(Dataset entries)

*****

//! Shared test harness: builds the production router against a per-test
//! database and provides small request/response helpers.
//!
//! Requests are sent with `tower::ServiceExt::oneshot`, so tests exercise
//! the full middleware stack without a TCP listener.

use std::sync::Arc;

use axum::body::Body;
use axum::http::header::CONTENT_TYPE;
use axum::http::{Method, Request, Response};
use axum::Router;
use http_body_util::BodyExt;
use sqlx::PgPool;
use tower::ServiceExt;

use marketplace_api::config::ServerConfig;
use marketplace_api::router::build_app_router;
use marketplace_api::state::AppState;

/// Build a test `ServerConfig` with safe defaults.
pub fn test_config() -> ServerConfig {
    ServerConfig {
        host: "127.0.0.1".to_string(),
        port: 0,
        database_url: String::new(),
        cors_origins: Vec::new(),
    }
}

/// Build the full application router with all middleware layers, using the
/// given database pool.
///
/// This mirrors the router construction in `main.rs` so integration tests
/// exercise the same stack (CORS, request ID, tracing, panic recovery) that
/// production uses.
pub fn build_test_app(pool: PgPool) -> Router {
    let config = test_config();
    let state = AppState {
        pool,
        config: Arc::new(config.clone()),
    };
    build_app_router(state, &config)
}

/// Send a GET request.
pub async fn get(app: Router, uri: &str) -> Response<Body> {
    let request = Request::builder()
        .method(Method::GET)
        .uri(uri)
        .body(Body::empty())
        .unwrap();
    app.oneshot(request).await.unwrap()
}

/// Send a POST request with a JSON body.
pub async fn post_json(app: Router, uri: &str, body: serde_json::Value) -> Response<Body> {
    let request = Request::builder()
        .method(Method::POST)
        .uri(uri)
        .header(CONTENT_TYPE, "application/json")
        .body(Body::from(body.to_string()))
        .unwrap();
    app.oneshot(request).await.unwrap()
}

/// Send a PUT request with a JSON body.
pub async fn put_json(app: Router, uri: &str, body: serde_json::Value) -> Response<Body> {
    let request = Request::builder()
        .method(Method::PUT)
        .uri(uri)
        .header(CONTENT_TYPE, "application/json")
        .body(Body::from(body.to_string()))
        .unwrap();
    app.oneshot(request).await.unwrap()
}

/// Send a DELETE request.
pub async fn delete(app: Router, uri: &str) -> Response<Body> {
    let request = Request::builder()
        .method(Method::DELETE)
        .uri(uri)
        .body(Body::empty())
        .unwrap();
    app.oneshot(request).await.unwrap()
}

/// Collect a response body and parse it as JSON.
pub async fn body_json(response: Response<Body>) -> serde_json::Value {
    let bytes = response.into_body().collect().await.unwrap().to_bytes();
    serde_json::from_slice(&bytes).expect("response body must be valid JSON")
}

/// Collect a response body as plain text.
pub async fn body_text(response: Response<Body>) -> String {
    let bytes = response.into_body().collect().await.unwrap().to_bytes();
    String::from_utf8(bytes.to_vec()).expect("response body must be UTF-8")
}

*****

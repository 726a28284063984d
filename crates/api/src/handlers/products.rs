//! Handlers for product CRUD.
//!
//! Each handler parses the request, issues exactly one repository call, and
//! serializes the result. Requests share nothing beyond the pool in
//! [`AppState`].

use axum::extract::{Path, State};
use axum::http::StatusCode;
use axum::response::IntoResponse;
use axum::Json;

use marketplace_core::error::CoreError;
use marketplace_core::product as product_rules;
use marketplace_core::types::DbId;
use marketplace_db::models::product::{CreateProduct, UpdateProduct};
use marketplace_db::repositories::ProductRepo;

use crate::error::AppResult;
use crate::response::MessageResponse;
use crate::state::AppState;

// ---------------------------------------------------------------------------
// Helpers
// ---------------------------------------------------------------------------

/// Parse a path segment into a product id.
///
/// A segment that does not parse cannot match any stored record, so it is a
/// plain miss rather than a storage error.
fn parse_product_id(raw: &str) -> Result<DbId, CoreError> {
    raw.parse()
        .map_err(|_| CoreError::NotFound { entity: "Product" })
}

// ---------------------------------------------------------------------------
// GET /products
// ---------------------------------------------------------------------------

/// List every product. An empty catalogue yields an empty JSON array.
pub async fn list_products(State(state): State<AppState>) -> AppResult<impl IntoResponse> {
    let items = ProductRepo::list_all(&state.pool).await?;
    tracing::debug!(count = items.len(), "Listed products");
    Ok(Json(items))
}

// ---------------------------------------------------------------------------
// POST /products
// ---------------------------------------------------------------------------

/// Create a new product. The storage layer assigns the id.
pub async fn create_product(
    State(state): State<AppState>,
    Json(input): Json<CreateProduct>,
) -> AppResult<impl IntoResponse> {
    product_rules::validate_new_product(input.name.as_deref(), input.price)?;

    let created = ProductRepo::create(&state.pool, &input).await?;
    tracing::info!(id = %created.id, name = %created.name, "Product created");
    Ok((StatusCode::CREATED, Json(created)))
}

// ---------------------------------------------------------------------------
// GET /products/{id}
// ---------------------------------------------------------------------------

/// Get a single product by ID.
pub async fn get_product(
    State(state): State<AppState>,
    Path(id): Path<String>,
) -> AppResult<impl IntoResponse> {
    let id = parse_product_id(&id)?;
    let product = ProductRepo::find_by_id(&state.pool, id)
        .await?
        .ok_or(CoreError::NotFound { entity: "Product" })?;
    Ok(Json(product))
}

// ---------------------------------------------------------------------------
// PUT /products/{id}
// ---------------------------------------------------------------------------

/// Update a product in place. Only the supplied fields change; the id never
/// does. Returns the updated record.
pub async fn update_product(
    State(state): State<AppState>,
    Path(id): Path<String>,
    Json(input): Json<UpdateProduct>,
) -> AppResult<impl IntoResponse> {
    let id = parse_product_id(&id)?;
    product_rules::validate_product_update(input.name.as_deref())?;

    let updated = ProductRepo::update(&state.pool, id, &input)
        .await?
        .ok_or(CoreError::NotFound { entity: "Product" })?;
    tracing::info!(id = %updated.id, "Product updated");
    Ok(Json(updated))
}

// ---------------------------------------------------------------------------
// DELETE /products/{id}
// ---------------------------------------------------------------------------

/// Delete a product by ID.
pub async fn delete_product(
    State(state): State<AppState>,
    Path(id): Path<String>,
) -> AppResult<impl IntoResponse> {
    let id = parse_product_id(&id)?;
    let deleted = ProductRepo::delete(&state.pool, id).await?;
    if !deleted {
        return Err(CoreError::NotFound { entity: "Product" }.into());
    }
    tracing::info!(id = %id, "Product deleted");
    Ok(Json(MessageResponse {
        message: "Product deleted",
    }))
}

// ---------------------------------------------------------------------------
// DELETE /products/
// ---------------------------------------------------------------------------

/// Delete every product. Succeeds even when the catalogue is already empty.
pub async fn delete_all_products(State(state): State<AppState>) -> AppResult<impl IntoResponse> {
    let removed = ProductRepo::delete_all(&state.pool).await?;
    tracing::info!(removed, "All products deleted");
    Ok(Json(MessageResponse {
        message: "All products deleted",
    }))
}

*****

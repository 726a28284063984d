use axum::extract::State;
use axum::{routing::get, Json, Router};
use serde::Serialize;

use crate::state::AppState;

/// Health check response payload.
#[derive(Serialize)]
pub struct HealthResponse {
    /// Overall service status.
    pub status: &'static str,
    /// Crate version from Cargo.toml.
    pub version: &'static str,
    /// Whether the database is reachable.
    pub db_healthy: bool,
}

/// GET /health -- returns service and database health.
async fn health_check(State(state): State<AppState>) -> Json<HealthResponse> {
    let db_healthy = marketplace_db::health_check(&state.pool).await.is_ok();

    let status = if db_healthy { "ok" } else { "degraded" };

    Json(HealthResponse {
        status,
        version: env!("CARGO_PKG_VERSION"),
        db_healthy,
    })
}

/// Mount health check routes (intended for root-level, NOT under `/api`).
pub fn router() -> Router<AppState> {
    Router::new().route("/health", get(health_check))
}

*****

■ Problem to solve:
Return, word for word, the lines of the data above from the line with "against a per-test" through the line with "with safe defaults.", inclusive.

■ Solution for this problem:
//! Shared test harness: builds the production router against a per-test
//! database and provides small request/response helpers.
//!
//! Requests are sent with `tower::ServiceExt::oneshot`, so tests exercise
//! the full middleware stack without a TCP listener.

use std::sync::Arc;

use axum::body::Body;
use axum::http::header::CONTENT_TYPE;
use axum::http::{Method, Request, Response};
use axum::Router;
use http_body_util::BodyExt;
use sqlx::PgPool;
use tower::ServiceExt;

use marketplace_api::config::ServerConfig;
use marketplace_api::router::build_app_router;
use marketplace_api::state::AppState;

/// Build a test `ServerConfig` with safe defaults.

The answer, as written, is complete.